In 1401, Timur came to the borders of Georgia from the east and camped in Shamkor.

In late 1401, Timur invaded the Georgia once again. George VII had to sue for peace, and sent his brother with the contributions. Timur made peace with George VII on condition that the King of Georgia supplied him troops during his campaign against Ottoman Empire and granted the Muslims special privileges. In the spring, Timur's army left for the Ottomans. On the way, he came to the Tortumi fortress, in which about 200 Georgian soldiers were fortified, capture it and destroyed it after a five-day battle, and cut off the soldiers.

===Eighth invasion===
Once the Ottomans were defeated, Timur, back in Erzurum in 1402, decided to punish the king of Georgia for not having come to present his congratulations on his victory. George VII's brother, Constantine, who was then on bad terms with his brother, arrived with gifts, as did the king's defiant vassal Iwane Jaqeli, prince of Samtskhe. Sheikh Ibrahim I of Shirvan went to estimate the revenues and expenses of Georgia. George sent new presents but Timur refused them and summoned George to appear in person. In the meantime, he himself laid siege to the previously impregnable fortress of Birtvisi, defended by a tiny Georgian garrison. Having captured the fortress in August 1403, Timur sent his army to plunder and clear the frontier regions of Georgia and set out in pursuit of the retreating king George VII as far as Abkhazia. Timur's historian reports that 700 towns were destroyed and their inhabitants massacred.

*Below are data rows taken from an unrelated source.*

use axum::{extract::State, Json};
use serde::{Deserialize, Serialize};
use uuid::Uuid;

use crate::auth::AuthContext;
use crate::chat::TurnOutcome;
use crate::errors::AppError;
use crate::models::message::ChatMessageRow;
use crate::models::session::MemoryData;
use crate::state::AppState;

#[derive(Debug, Deserialize)]
pub struct MessageRequest {
    pub message: String,
}

#[derive(Debug, Serialize)]
#[serde(rename_all = "camelCase")]
pub struct TurnResponse {
    pub session_id: Option<Uuid>,
    /// Persisted assistant reply, when the generator answered.
    pub reply: Option<ChatMessageRow>,
    /// Transient toast-style notice; never part of the transcript.
    pub notice: Option<String>,
    pub collected_info: MemoryData,
    pub resume_html: Option<String>,
    pub progress_percent: f64,
}

/// POST /api/v1/chat/message
/// Runs one conversation turn. Turns are serialized per user: while one is
/// in flight, further submissions are rejected with 409.
pub async fn handle_message(
    State(state): State<AppState>,
    auth: AuthContext,
    Json(req): Json<MessageRequest>,
) -> Result<Json<TurnResponse>, AppError> {
    let controller = state.controller_for(auth.user_id).await;
    let mut guard = controller.try_lock().map_err(|_| AppError::TurnInFlight)?;

    let outcome = guard.submit_turn(&auth, &req.message).await?;
    let (reply, notice) = match outcome {
        TurnOutcome::Ignored => (None, None),
        TurnOutcome::Completed { assistant, notice } => (assistant, notice),
    };

    let cache = guard.cache();
    Ok(Json(TurnResponse {
        session_id: cache.map(|c| c.session_id),
        reply,
        notice,
        collected_info: cache.map(|c| c.memory.clone()).unwrap_or_default(),
        resume_html: cache.and_then(|c| c.resume_html.clone()),
        progress_percent: cache.map(|c| c.progress_percent()).unwrap_or(0.0),
    }))
}
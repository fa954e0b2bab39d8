#![allow(dead_code)]

use chrono::{DateTime, Utc};
use serde::{Deserialize, Serialize};
use serde_json::Value;
use sqlx::FromRow;
use uuid::Uuid;

/// Lifecycle of a chat session. Exactly zero or one `Active` session may
/// exist per user at any time; the reconciler enforces this, not the store.
#[derive(Debug, Clone, Copy, PartialEq, Eq, Serialize, Deserialize)]
#[serde(rename_all = "lowercase")]
pub enum SessionStatus {
    Active,
    Inactive,
    Completed,
}

impl SessionStatus {
    pub fn as_str(&self) -> &'static str {
        match self {
            SessionStatus::Active => "active",
            SessionStatus::Inactive => "inactive",
            SessionStatus::Completed => "completed",
        }
    }
}

/// One slot of the completeness map.
#[derive(Debug, Clone, Default, PartialEq, Serialize, Deserialize)]
#[serde(default)]
pub struct SlotState {
    pub collected: bool,
    pub data: Option<Value>,
}

/// The four-slot completeness map the generator fills in as the conversation
/// progresses. The latest resume markup is embedded here as well, redundantly
/// with the dedicated `resume_html` column on the session row.
///
/// Deserialization is lenient: unknown fields are dropped and missing slots
/// default to uncollected, so a malformed map can never fail a restore.
#[derive(Debug, Clone, Default, PartialEq, Serialize, Deserialize)]
#[serde(rename_all = "camelCase", default)]
pub struct MemoryData {
    pub personal_info: SlotState,
    pub education: SlotState,
    pub experience: SlotState,
    pub skills: SlotState,
    #[serde(skip_serializing_if = "Option::is_none")]
    pub resume_html: Option<String>,
}

impl MemoryData {
    pub fn collected_count(&self) -> usize {
        [
            &self.personal_info,
            &self.education,
            &self.experience,
            &self.skills,
        ]
        .iter()
        .filter(|slot| slot.collected)
        .count()
    }

    /// Completion percentage across the four fixed slots.
    pub fn progress_percent(&self) -> f64 {
        (self.collected_count() as f64 / 4.0) * 100.0
    }
}

#[derive(Debug, Clone, Serialize, Deserialize, FromRow)]
pub struct SessionRow {
    pub id: Uuid,
    /// Public opaque identifier handed to clients; distinct from the row pk.
    pub session_id: Uuid,
    pub user_id: Uuid,
    pub status: String,
    pub memory_data: Option<Value>,
    pub resume_html: Option<String>,
    pub created_at: DateTime<Utc>,
    pub updated_at: DateTime<Utc>,
}

impl SessionRow {
    pub fn is_active(&self) -> bool {
        self.status == SessionStatus::Active.as_str()
    }

    /// Parses the persisted memory map, falling back to an empty map when the
    /// column is null or holds something unreadable.
    pub fn memory(&self) -> MemoryData {
        self.memory_data
            .clone()
            .and_then(|v| serde_json::from_value(v).ok())
            .unwrap_or_default()
    }
}
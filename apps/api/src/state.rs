use std::collections::HashMap;
use std::sync::Arc;
use tokio::sync::{Mutex, RwLock};
use uuid::Uuid;

use crate::chat::ConversationController;
use crate::config::Config;
use crate::export::ExportCoordinator;
use crate::generator::GeneratorClient;
use crate::session::SessionReconciler;
use crate::store::SessionStore;

/// One controller per user, behind a mutex that doubles as the busy flag:
/// `try_lock` failing means a turn is already in flight.
pub type SharedController = Arc<Mutex<ConversationController>>;

/// Shared application state injected into all route handlers via Axum extractors.
#[derive(Clone)]
pub struct AppState {
    pub store: Arc<dyn SessionStore>,
    pub generator: GeneratorClient,
    pub exporter: ExportCoordinator,
    /// Startup configuration, retained for handlers that need deployment facts.
    #[allow(dead_code)]
    pub config: Config,
    controllers: Arc<RwLock<HashMap<Uuid, SharedController>>>,
}

impl AppState {
    pub fn new(
        store: Arc<dyn SessionStore>,
        generator: GeneratorClient,
        exporter: ExportCoordinator,
        config: Config,
    ) -> Self {
        AppState {
            store,
            generator,
            exporter,
            config,
            controllers: Arc::new(RwLock::new(HashMap::new())),
        }
    }

    /// Returns the user's conversation controller, creating it on first use.
    pub async fn controller_for(&self, user_id: Uuid) -> SharedController {
        if let Some(controller) = self.controllers.read().await.get(&user_id) {
            return controller.clone();
        }
        let mut controllers = self.controllers.write().await;
        controllers
            .entry(user_id)
            .or_insert_with(|| {
                Arc::new(Mutex::new(ConversationController::new(
                    SessionReconciler::new(self.store.clone()),
                    self.generator.clone(),
                )))
            })
            .clone()
    }
}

Timur only stopped his army when the ulema and the mufti decided it was possible to grant the king of Georgia clemency (aman). George VII had to pay a huge tribute, including 1,000 tankas of gold struck in the name of Timur, 1,000 horses, and a ruby weighing 18 mithkals, and in exchange Timur would recognize Georgia as a Christian kingdom and the kingdom could retain its independence. Timur then passed through Tbilisi, destroying all monasteries and churches on his way, and went to Beylagan early in 1404. All the territories from Beylagan to Trebizond were officially given by Timur as an appanage to his grandson Khalil Mirza. Timur then finally left the Caucasus and headed for Central Asia, where he died on February 19, 1405, while preparing for a massive invasion of China.

== Aftermath ==
Georgia became tributary to the Timurids, Georgia was allowed to retain its independence and remain as a Christian kingdom.

===George's campaign against the Timurids===
Timur then finally left the Caucasus and headed for Central Asia, where he died on February 19, 1405, while preparing for a massive invasion of China. And the subsequent power struggles among his heirs, Timur's empire became fragmented as Miran Shah and his sons struggled over control of Persia. In the midst of this chaos, George VII, who had returned from Imereti, engaged in battles to regain lost territories. He conquered Nakhchivan and Ganja while also causing destruction in places like Ani, Erzurum, and Tabriz. Despite commanding an army of merely 5,000 men, George succeeded in expanding Georgia's borders temporarily to their former extent.

In 1406, the ruler of Iran gathered an army and camped in Alatagh, Caucasus. George suddenly attacked and drove the enemy towards Tabriz.